Transparency more important than ever for Indian advertising market
Terry Edwards, Media Partner at FirmDecisions, welcomes the serious attention that advertisers in the Indian market are starting to pay to media transparency.
There was a sense of excitement and anticipation in the Salon Dubarry of the Sofitel Hotel, Mumbai, last month. The expectant audience was awaiting the arrival of the latest and dynamic export from England. But this wasn’t 1D. It was FD.
The FirmDecisions team of contract compliance specialists had been invited to talk to nearly three dozen members of the Indian Society of Advertisers (ISA) on “transparency – prescriptions, principles and processes”. The meeting brought together some of the biggest spenders and most progressive marketers in the growing Indian advertising market, keen to throw light on media trading incentives that exist between their appointed advisors and publishers.
We found that many advertisers in the Indian market are already aware of most – but not all – of the issues relating to transparency as they affect media buying. As this market becomes ever-more digital, advertisers are getting the message that it’s more important than ever to ensure that they get the clarity they want from their agency partners. The issues in India – from rebates to the growth in inventory media – are either already common to or “coming soon” to this market, too.
From our recent work in India, we have found that there is perhaps more trust given here by advertisers to their agencies than in some other markets, and with trust comes responsibility. We help advertisers to validate and verify that they’re getting the services they pay for, not to mention any rebates they’re due. Transparency covers not just leading media buying agencies, but also digital, mobile, data-driven advertising, and print. What’s more, even though we are working with local marketers and respect local levels of trust between agencies and advertisers, for bigger, global brands, levels of transparency are often set by global contracts. So, in these instances we look to help our clients have the levels of transparency they desire locally reflected in their global contracts.
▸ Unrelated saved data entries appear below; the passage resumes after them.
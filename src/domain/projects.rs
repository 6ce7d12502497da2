use chrono::NaiveDate;
use rust_decimal::Decimal;
use serde::{Deserialize, Serialize};

use super::{HasStatus, Record, RecordId, Status};
use crate::forms::{FormFields, ValidationErrors};
use crate::listing::Filterable;

/// Generation technology of a project
#[derive(Debug, Clone, Copy, PartialEq, Eq, Hash, Serialize, Deserialize)]
#[serde(rename_all = "lowercase")]
pub enum ProjectType {
    Solar,
    Wind,
    Hybrid,
}

/// Main project entity
#[derive(Debug, Clone, PartialEq, Serialize, Deserialize)]
pub struct Project {
    pub id: RecordId,
    pub project_name: String,
    #[serde(default)]
    pub project_type: Option<ProjectType>,
    #[serde(default)]
    pub capacity_mw: Option<Decimal>,
    #[serde(default)]
    pub client: Option<RecordId>,
    #[serde(default)]
    pub land_bank: Option<RecordId>,
    #[serde(default)]
    pub location: Option<RecordId>,
    #[serde(default)]
    pub start_date: Option<NaiveDate>,
    #[serde(default)]
    pub end_date: Option<NaiveDate>,
    #[serde(default)]
    pub progress_percent: Option<Decimal>,
    #[serde(default)]
    pub status: Status,
}

/// Request body for creating or updating a project
#[derive(Debug, Clone, Default, PartialEq, Serialize)]
pub struct ProjectFields {
    pub project_name: String,
    pub project_type: Option<ProjectType>,
    #[serde(skip_serializing_if = "Option::is_none")]
    pub capacity_mw: Option<Decimal>,
    #[serde(skip_serializing_if = "Option::is_none")]
    pub client: Option<RecordId>,
    #[serde(skip_serializing_if = "Option::is_none")]
    pub land_bank: Option<RecordId>,
    #[serde(skip_serializing_if = "Option::is_none")]
    pub location: Option<RecordId>,
    #[serde(skip_serializing_if = "Option::is_none")]
    pub start_date: Option<NaiveDate>,
    #[serde(skip_serializing_if = "Option::is_none")]
    pub end_date: Option<NaiveDate>,
    #[serde(skip_serializing_if = "Option::is_none")]
    pub progress_percent: Option<Decimal>,
}

impl FormFields for ProjectFields {
    fn validate(&self) -> ValidationErrors {
        let mut errors = ValidationErrors::new();
        errors.require_text("project_name", "Project name", &self.project_name);
        errors.require("project_type", "Project type", &self.project_type);
        if let Some(capacity) = self.capacity_mw {
            errors.check(capacity > Decimal::ZERO, "capacity_mw", "Capacity must be greater than zero");
        }
        if let (Some(start), Some(end)) = (self.start_date, self.end_date) {
            errors.check(end >= start, "end_date", "End date cannot be before start date");
        }
        if let Some(progress) = self.progress_percent {
            errors.check(
                (Decimal::ZERO..=Decimal::ONE_HUNDRED).contains(&progress),
                "progress_percent",
                "Progress must be between 0 and 100",
            );
        }
        errors
    }
}

impl From<&Project> for ProjectFields {
    fn from(p: &Project) -> Self {
        Self {
            project_name: p.project_name.clone(),
            project_type: p.project_type,
            capacity_mw: p.capacity_mw,
            client: p.client,
            land_bank: p.land_bank,
            location: p.location,
            start_date: p.start_date,
            end_date: p.end_date,
            progress_percent: p.progress_percent,
        }
    }
}

impl Record for Project {
    fn id(&self) -> RecordId {
        self.id
    }
}

impl HasStatus for Project {
    fn status(&self) -> &Status {
        &self.status
    }
}

impl Filterable for Project {
    fn filter_key(&self) -> &str {
        &self.project_name
    }
}
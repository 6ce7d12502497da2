use serde::{Deserialize, Serialize};

use super::{Record, RecordId};

/// Land category lookup entry (dropdown reference data)
#[derive(Debug, Clone, PartialEq, Eq, Serialize, Deserialize)]
pub struct LandCategory {
    pub id: RecordId,
    #[serde(alias = "category_name")]
    pub name: String,
}

impl Record for LandCategory {
    fn id(&self) -> RecordId {
        self.id
    }
}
The ISA and its members welcomed the session run by FirmDecisions in Mumbai with enthusiasm. The key take-outs were that (a) any transparency issues advertisers are experiencing locally are also shared globally, and (b) through increased diligence, advertisers can secure greater transparency and better partnership from their agency relationships.
NOTE: FirmDecisions’ Indian roadshow was reported in Campaign Asia. FD’s Stephen Broderick was also interviewed by CNBC TV18’s Anant Rangaswami, editor of Storyboard, about the recent meeting with Indian advertisers.
About the Indian media and advertising market
India is the sixth largest advertising market in the world. This puts India behind markets including the UK and France, but ahead of Australia, Russia and Italy.
Most spend in India is channelled through the Big Six media agency groups, per the rest of the world.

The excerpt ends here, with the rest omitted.